Smaller Projects and Knowing What to Send Into the World

If you're looking at this blog you presumably look at other blogs like it and so must be aware of all the discussion lately on the great glut of writing rushing into submission queues every day. Even if you're not one of the publishing people fretting about or defending all the work coming in every day, every day, the rush of envelopes and emails stacking unopened, you're probably aware that a lot of words exist unprinted or unelectrified. Anybody who writes has thousands or hundreds of thousands of words in their hard drives or drawers that they probably don’t even send out, and anybody who knows other writers knows how many stories and novels and poems are homeless and wandering, screaming for attention.

I used to work for The North American Review and I edited fiction for Flyway for a while and so I'm very aware of the mass of work that comes in and of the mass of work that gets rejected. A lot of it is very strong and gets judged too quickly even if the reader spends long stretches agonizing over it. A lot of it is great and vibrant but not right for the journal, or comes in at a time when the roster is already stuffed. When my own projects come back unloved from agents and editors I try to remember what it's like on the other side of the conversation, for that person stuffing the RJ notice into the envelope or pasting it into the email.
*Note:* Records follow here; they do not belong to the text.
impl TransferEngine {
    /// Engine using the protocol chunk and partition sizes
    pub fn new() -> Self {
        Self::with_limits(CHUNK_SIZE, MAX_PARTITION_SIZE)
    }

    /// Engine with explicit sizes
    pub fn with_limits(chunk_size: usize, max_partition_size: usize) -> Self {
        TransferEngine {
            next_file_id: 1,
            queue: VecDeque::new(),
            outgoing: None,
            incoming: None,
            chunk_size,
            max_partition_size,
        }
    }

    /// Queue a file behind those already waiting
    pub fn enqueue(&mut self, file: OutgoingFile) {
        debug!("Queued {} ({} bytes)", file.name, file.data.len());
        self.queue.push_back(file);
    }

    /// Files waiting behind the active transfer
    pub fn queued(&self) -> usize {
        self.queue.len()
    }

    /// Whether an outgoing transfer is in flight
    pub fn is_sending(&self) -> bool {
        self.outgoing.is_some()
    }

    /// Whether an incoming transfer is in flight
    pub fn is_receiving(&self) -> bool {
        self.incoming.is_some()
    }

    /// Start the next queued file if nothing is being sent
    ///
    /// Call once the channel is open and after enqueueing.
    pub fn pump(&mut self) -> TransferResult<Outbox> {
        let mut outbox = Outbox::default();
        self.start_next(&mut outbox)?;
        Ok(outbox)
    }

    /// Handle a file control message from the remote peer
    pub fn handle_message(&mut self, message: ChannelMessage) -> TransferResult<Outbox> {
        let mut outbox = Outbox::default();
        match message {
            ChannelMessage::FileMetadata(metadata) => {
                if let Some(previous) = self.incoming.take() {
                    warn!(
                        "File {} superseded before completion",
                        previous.metadata().name
                    );
                    outbox.events.push(TransferEvent::Aborted {
                        direction: Direction::Incoming,
                        file_id: previous.metadata().file_id,
                        name: previous.metadata().name.clone(),
                    });
                }

                info!("Receiving {} ({} bytes)", metadata.name, metadata.size);
                let receiver = FileReceiver::new(metadata);
                if receiver.is_complete() {
                    self.complete_incoming(receiver, &mut outbox);
                } else {
                    self.incoming = Some(receiver);
                }
            }

            ChannelMessage::FilePartitionBoundary(mark) => {
                outbox.message(&ChannelMessage::FilePartitionReceived(mark))?;
            }

            ChannelMessage::FilePartitionReceived(mark) => {
                let Some(sender) = self.outgoing.as_mut() else {
                    return Err(TransferError::UnexpectedAck {
                        expected: None,
                        received: mark,
                    });
                };
                sender.acknowledge(mark)?;
                outbox.events.push(TransferEvent::Progress {
                    direction: Direction::Outgoing,
                    file_id: sender.file_id(),
                    name: sender.name().to_string(),
                    progress: sender.progress(),
                });

                if sender.is_complete() {
                    self.finish_outgoing(&mut outbox)?;
                } else {
                    let partition = sender.next_partition()?;
                    push_partition(partition, &mut outbox)?;
                }
            }

            ChannelMessage::Text(_) => {}
        }
        Ok(outbox)
    }

    /// Handle a binary chunk for the active incoming file
    pub fn handle_chunk(&mut self, chunk: Bytes) -> TransferResult<Outbox> {
        let mut outbox = Outbox::default();
        let receiver = self
            .incoming
            .as_mut()
            .ok_or(TransferError::UnexpectedChunk)?;

        if let Err(e) = receiver.push_chunk(chunk) {
            if let Some(receiver) = self.incoming.take() {
                outbox.events.push(TransferEvent::Aborted {
                    direction: Direction::Incoming,
                    file_id: receiver.metadata().file_id,
                    name: receiver.metadata().name.clone(),
                });
            }
            warn!("Discarding incoming file: {}", e);
            return Ok(outbox);
        }

        outbox.events.push(TransferEvent::Progress {
            direction: Direction::Incoming,
            file_id: receiver.metadata().file_id,
            name: receiver.metadata().name.clone(),
            progress: receiver.progress(),
        });
        if receiver.is_complete() {
            if let Some(receiver) = self.incoming.take() {
                self.complete_incoming(receiver, &mut outbox);
            }
        }
        Ok(outbox)
    }

    /// Discard in-flight transfers after the channel was lost
    ///
    /// Files still waiting in the queue are kept for the next channel.
    pub fn reset(&mut self) -> Vec<TransferEvent> {
        let mut events = Vec::new();
        if let Some(sender) = self.outgoing.take() {
            events.push(TransferEvent::Aborted {
                direction: Direction::Outgoing,
                file_id: sender.file_id(),
                name: sender.name().to_string(),
            });
        }
        if let Some(receiver) = self.incoming.take() {
            events.push(TransferEvent::Aborted {
                direction: Direction::Incoming,
                file_id: receiver.metadata().file_id,
                name: receiver.metadata().name.clone(),
            });
        }
        events
    }

    fn start_next(&mut self, outbox: &mut Outbox) -> TransferResult<()> {
        while self.outgoing.is_none() {
            let Some(file) = self.queue.pop_front() else {
                return Ok(());
            };

            let file_id = self.next_file_id;
            self.next_file_id = self.next_file_id.wrapping_add(1);
            let mut sender =
                FileSender::with_limits(file_id, file, self.chunk_size, self.max_partition_size);

            info!("Sending {} as file {}", sender.name(), file_id);
            outbox.message(&ChannelMessage::FileMetadata(sender.metadata()))?;

            if sender.is_complete() {
                outbox.events.push(TransferEvent::Sent {
                    file_id,
                    name: sender.name().to_string(),
                });
                continue;
            }

            let partition = sender.next_partition()?;
            push_partition(partition, outbox)?;
            self.outgoing = Some(sender);
        }
        Ok(())
    }

    fn finish_outgoing(&mut self, outbox: &mut Outbox) -> TransferResult<()> {
        if let Some(sender) = self.outgoing.take() {
            info!("Sent {}", sender.name());
            outbox.events.push(TransferEvent::Sent {
                file_id: sender.file_id(),
                name: sender.name().to_string(),
            });
        }
        self.start_next(outbox)
    }

    fn complete_incoming(&mut self, receiver: FileReceiver, outbox: &mut Outbox) {
        let file = receiver.finish();
        info!("Received {} ({} bytes)", file.name, file.data.len());
        outbox.events.push(TransferEvent::Received(file));
    }
}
This kind of thing has me thinking lately too about the nature of writing, about why we bother when the odds of anyone reading and enjoying what we put out are so long. Earlier this week Nick Antosca asked on HTML Giant how important it is for writers that their work be read or published. While I don't consciously dwell on the hope of finding homes for stories or novels while I'm knocking them out (I think that kind of obsession would trip up a lot of stories), if I were certain that no one ever would touch the things I'm putting together I would probably focus my energies in a different direction. I would become an excellent rock climber or alligator wrestler. At the very least I would become a visual artist. I am a terrible drawer and painter and have been jealous always of my friends who can put out even something awful (by their standards) and still have a vibrant and interesting object to hang on their walls and enjoy. A writer who produces anything less than amazing, by contrast, has at best a stack of scratch paper to use for future notes, or to use as the plate for a pair of microwaved pizza slices, or to fold into airplanes to launch at a cat. And a lot of times even the projects we love find these same uses.
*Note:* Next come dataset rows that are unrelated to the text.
//! Method-set resolution and structural interface satisfaction for a type
//! system with embedding.
//!
//! Build a [`TypeGraph`] from [`TypeDeclaration`]s (or load a
//! [`GraphDocument`]), then hand it to a [`MethodSetResolver`] to ask which
//! methods a value or a reference of a type carries and which interfaces it
//! satisfies.
//!
//! ```
//! use methodset::{
//!     MethodDeclaration, MethodSetResolver, QueryMode, RequiredMethod, Signature,
//!     TypeDeclaration, TypeGraph,
//! };
//!
//! let greet = Signature::new(["string"], ["string"]);
//! let mut graph = TypeGraph::new();
//! graph.register_interface(
//!     TypeDeclaration::interface("greeter").require(RequiredMethod::new("greet", greet.clone())),
//! )?;
//! graph.register_type(
//!     TypeDeclaration::composite("english").with_method(MethodDeclaration::by_value("greet", greet)),
//! )?;
//!
//! let resolver = MethodSetResolver::new(graph)?;
//! assert!(resolver.satisfies("english", QueryMode::AsValue, "greeter")?);
//! # Ok::<(), methodset::Error>(())
//! ```

pub mod config;
pub mod errors;
pub mod graph;
pub mod model;
pub mod resolver;

pub use crate::config::{load_config, InterfaceEmbedding, MethodSetConfig, ResolverConfig};
pub use crate::errors::{Error, Result, ResultExt};
pub use crate::graph::{GraphDocument, TypeGraph};
pub use crate::model::{
    Field, Indirection, MethodDeclaration, QueryMode, Receiver, RequiredMethod, Signature,
    TypeDeclaration, TypeKind, TypeName,
};
pub use crate::resolver::{
    Ambiguity, CacheStats, MethodSet, MethodSetEntry, MethodSetResolver, SatisfactionQuery,
    Unsatisfied,
};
This is the kind of thinking that lead me to start my current project, writing a (very) short piece each day on my blog. I'd been looking around for an idea around which to organize a blog, and this seemed like one that would also give me an outlet for the ideas that I usually toss away, flashes of fiction that I usually skip in favor of the longer or somehow "fuller" projects that demand more time and attention. I'm thrilled to be invited to share some of them here.

What about you? What do you do with the ideas that animate your thoughts briefly but that don't have a place in your larger schedule, or that you don't want to hector the world about while you focus on the projects that are more important to you? Is it enough that these things exist fast in our heads, or do they need to be created, and if they do need to be created do they need to be thrown out into the world at all? What criteria do you use to decide? And if you don't plan to send it out, do you still create it?

3 comments:

  1. I tend to sort of store them up in case someday I run out of ideas. Like a bear fattening himself for the winter.

    Or I tell myself, "That's really more of a comic book idea," or, "That's really more of a movie." Which is another way of saying it'll probably never happen. (I'm jealous of artists too.)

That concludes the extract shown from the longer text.